(Stored items)
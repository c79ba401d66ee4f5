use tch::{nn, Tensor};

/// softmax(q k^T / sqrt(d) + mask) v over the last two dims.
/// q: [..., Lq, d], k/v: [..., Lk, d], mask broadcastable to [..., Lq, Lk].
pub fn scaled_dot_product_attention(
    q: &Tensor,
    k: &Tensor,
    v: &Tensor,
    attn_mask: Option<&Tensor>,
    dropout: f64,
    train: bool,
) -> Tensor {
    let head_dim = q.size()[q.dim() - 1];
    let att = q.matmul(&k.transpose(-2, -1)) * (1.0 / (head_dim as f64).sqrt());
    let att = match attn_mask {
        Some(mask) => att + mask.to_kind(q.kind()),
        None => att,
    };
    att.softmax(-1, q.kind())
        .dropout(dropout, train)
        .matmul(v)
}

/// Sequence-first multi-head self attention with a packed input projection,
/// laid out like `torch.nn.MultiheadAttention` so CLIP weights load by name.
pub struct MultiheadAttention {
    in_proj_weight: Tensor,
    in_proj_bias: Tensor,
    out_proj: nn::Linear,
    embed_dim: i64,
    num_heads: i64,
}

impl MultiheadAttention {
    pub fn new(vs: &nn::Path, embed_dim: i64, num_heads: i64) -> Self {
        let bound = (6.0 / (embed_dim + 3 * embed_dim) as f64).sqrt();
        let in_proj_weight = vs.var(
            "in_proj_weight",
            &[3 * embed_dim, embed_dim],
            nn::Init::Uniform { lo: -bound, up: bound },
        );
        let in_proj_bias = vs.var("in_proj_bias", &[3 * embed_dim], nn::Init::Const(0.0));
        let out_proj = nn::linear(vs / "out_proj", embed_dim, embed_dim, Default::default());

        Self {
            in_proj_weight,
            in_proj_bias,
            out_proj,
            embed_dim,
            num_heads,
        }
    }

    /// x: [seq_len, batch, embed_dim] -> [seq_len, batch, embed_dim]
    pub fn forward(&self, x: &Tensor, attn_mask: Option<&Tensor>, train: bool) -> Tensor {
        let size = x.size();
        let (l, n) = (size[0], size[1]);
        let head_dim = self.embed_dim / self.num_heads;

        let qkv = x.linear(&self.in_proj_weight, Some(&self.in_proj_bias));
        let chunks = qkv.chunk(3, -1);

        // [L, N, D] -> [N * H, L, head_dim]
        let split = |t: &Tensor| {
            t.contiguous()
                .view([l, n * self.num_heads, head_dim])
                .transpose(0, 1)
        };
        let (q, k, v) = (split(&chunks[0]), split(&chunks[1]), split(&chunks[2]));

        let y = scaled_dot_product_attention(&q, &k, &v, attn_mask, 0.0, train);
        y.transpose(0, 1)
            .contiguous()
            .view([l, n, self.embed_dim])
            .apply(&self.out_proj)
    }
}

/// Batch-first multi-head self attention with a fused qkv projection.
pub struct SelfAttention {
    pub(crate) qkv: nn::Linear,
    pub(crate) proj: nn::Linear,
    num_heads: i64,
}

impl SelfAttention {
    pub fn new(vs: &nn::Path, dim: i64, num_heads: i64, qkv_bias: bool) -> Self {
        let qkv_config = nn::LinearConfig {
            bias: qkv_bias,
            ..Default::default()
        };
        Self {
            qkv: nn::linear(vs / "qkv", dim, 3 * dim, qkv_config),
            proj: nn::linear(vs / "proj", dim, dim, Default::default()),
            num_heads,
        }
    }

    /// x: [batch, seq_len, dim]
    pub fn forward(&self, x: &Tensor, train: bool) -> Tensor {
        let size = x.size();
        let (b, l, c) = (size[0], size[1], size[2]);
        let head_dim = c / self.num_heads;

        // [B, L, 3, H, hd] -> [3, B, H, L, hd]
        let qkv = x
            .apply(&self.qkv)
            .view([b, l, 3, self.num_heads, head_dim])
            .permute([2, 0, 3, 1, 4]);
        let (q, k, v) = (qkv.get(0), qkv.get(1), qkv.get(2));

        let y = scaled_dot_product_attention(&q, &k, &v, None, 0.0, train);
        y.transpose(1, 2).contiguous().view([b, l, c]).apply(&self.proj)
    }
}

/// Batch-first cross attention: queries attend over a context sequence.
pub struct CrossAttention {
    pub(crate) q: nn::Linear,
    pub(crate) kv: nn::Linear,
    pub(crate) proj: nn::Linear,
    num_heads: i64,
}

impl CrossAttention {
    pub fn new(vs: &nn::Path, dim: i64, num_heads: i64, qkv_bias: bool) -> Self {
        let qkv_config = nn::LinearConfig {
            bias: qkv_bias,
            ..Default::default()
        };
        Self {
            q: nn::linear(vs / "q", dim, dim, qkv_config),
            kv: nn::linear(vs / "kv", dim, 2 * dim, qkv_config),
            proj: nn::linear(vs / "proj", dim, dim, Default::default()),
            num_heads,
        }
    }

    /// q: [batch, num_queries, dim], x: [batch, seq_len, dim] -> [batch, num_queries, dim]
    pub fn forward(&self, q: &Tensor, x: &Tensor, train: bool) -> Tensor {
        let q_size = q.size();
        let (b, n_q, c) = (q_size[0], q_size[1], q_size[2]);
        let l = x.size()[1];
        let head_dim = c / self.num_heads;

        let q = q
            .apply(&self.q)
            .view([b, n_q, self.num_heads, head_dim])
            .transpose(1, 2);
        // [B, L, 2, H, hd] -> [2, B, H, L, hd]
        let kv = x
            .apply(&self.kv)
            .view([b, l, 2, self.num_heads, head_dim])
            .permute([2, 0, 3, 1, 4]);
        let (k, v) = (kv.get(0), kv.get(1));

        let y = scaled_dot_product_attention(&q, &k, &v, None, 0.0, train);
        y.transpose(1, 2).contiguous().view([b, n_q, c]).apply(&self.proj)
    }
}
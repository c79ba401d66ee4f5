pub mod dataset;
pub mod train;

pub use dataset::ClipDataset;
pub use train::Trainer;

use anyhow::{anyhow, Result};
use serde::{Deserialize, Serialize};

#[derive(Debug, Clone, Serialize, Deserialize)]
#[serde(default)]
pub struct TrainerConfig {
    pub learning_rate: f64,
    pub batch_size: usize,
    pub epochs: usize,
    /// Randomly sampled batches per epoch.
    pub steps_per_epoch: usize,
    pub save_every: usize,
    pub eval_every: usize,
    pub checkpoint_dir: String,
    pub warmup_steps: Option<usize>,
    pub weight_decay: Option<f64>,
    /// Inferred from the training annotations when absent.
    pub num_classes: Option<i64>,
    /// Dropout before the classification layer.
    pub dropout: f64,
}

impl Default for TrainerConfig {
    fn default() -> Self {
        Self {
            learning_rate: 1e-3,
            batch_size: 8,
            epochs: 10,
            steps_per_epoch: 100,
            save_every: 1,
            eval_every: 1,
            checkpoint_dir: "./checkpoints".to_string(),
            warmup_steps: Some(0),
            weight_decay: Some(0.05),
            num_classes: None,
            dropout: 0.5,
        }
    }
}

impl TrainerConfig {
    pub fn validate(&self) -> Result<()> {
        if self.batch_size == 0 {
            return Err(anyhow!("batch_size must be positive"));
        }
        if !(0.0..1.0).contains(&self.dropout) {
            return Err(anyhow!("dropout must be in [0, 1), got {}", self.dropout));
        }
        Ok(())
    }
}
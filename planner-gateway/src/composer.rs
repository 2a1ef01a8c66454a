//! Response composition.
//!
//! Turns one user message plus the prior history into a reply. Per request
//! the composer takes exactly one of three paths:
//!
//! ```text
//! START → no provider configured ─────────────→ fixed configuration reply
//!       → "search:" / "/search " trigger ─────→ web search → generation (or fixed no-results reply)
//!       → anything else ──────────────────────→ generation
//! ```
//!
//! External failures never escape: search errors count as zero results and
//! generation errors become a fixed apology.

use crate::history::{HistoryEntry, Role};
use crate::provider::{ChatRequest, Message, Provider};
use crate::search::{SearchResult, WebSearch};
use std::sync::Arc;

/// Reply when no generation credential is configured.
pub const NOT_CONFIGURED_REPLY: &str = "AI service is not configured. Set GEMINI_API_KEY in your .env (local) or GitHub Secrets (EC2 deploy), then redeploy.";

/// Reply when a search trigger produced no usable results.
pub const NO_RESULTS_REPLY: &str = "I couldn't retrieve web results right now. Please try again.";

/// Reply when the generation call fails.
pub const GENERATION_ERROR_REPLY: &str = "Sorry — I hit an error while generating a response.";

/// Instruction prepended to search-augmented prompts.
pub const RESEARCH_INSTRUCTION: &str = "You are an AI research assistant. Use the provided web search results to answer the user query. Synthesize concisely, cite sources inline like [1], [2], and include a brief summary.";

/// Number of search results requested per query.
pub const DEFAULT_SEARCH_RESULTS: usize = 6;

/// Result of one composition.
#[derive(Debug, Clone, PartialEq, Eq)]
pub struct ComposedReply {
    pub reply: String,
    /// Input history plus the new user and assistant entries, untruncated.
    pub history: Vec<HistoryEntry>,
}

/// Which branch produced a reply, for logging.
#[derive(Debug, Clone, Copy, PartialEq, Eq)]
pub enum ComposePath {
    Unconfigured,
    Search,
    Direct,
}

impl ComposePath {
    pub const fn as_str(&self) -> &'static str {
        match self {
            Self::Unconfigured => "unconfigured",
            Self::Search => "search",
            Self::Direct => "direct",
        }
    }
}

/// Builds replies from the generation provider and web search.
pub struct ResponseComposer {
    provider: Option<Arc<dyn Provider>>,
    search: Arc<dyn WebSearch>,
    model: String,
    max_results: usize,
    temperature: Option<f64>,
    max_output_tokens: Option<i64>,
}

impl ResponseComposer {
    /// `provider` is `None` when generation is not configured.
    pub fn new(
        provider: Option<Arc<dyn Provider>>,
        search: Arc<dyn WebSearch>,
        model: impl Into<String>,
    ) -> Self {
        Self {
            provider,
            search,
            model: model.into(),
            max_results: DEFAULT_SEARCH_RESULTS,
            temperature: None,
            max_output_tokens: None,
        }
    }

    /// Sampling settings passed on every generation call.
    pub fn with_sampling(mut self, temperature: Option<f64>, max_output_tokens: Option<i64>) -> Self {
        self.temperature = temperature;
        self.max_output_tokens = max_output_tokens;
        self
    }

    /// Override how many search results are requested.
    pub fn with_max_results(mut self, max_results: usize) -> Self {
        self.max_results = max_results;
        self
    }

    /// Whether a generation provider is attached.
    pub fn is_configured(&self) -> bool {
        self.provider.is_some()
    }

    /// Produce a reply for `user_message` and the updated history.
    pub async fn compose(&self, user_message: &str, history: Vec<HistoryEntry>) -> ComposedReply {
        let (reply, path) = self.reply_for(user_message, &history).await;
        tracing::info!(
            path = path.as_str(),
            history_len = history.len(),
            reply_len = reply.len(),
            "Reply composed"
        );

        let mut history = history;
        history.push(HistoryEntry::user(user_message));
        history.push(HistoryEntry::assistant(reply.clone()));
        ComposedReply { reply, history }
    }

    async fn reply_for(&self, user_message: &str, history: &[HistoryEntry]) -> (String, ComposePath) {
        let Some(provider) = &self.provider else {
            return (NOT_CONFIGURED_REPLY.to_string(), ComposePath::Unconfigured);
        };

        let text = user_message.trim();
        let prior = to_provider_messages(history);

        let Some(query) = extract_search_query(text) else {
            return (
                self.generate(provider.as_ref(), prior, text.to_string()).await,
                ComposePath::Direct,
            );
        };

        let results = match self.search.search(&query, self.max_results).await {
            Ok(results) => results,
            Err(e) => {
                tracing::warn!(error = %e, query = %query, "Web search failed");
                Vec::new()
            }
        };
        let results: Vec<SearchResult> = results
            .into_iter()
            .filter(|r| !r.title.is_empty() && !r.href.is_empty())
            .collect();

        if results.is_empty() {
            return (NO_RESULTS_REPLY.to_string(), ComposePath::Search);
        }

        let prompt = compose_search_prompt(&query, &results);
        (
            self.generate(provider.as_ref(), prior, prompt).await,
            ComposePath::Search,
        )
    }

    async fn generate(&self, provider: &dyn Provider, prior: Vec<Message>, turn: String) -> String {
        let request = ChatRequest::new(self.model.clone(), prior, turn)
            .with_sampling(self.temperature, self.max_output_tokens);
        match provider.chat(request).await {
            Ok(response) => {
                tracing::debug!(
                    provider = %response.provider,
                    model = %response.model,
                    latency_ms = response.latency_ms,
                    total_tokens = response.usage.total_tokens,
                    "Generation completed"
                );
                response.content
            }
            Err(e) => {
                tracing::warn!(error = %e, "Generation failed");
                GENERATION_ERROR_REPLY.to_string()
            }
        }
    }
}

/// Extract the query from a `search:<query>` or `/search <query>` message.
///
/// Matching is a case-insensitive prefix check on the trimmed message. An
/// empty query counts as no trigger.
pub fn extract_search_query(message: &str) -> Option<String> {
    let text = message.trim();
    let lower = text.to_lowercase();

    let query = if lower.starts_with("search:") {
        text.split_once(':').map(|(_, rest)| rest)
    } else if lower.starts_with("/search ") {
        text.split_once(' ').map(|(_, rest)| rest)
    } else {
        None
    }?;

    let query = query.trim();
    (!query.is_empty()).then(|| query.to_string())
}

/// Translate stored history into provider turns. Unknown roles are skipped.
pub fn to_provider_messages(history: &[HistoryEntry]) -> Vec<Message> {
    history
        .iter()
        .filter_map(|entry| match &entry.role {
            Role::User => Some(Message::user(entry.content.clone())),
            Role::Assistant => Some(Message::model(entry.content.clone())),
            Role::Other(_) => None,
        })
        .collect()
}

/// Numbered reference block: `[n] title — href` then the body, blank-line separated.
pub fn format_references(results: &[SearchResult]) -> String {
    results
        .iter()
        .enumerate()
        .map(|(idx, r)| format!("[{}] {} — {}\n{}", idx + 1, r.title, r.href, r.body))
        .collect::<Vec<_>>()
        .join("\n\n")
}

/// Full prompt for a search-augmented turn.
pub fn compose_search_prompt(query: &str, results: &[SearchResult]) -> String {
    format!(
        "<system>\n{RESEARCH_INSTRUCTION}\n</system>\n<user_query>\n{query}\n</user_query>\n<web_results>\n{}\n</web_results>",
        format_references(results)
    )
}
--
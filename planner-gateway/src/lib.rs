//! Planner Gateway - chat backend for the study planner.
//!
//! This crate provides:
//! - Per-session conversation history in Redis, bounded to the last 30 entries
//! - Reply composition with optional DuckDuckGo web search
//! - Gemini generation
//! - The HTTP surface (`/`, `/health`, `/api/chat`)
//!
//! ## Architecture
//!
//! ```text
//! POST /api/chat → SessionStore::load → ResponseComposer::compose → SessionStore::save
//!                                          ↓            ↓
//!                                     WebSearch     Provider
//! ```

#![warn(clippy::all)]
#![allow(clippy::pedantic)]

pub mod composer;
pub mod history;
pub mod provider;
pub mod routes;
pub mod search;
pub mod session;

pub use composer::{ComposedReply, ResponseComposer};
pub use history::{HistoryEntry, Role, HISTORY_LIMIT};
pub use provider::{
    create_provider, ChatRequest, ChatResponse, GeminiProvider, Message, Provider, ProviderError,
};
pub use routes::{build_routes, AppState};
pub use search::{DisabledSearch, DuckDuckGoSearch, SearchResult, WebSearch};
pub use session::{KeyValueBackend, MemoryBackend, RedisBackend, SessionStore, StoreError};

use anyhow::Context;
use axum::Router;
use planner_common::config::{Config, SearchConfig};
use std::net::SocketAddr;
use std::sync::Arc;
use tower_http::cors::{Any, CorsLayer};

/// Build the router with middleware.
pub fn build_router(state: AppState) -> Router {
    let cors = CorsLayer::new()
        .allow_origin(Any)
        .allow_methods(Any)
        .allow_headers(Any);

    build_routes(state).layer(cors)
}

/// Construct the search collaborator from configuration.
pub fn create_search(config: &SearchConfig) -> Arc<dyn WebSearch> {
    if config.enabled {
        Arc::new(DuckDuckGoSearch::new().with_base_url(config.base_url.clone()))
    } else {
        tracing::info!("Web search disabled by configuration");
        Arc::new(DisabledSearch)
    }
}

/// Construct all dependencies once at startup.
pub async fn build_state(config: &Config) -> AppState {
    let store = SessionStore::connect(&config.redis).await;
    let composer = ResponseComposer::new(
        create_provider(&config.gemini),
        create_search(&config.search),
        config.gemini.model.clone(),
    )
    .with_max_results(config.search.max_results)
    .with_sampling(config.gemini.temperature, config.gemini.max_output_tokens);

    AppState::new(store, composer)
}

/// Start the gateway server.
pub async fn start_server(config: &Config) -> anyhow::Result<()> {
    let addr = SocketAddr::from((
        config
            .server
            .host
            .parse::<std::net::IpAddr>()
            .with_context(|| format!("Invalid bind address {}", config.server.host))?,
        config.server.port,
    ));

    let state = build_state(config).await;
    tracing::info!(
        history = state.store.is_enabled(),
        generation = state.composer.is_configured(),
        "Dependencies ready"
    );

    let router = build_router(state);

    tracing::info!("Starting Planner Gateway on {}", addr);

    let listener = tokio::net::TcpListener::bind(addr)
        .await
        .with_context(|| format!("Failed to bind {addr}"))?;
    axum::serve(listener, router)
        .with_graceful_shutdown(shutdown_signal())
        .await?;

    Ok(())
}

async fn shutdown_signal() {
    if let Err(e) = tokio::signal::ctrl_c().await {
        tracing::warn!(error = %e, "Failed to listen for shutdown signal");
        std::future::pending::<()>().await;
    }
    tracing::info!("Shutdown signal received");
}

Instructions for the task: If a line of the entries holds the word "model", copy it out.

Answer for the task:
    model: String,
        model: impl Into<String>,
            model: model.into(),
        let request = ChatRequest::new(self.model.clone(), prior, turn)
                    model = %response.model,
            Role::Assistant => Some(Message::model(entry.content.clone())),
        config.gemini.model.clone(),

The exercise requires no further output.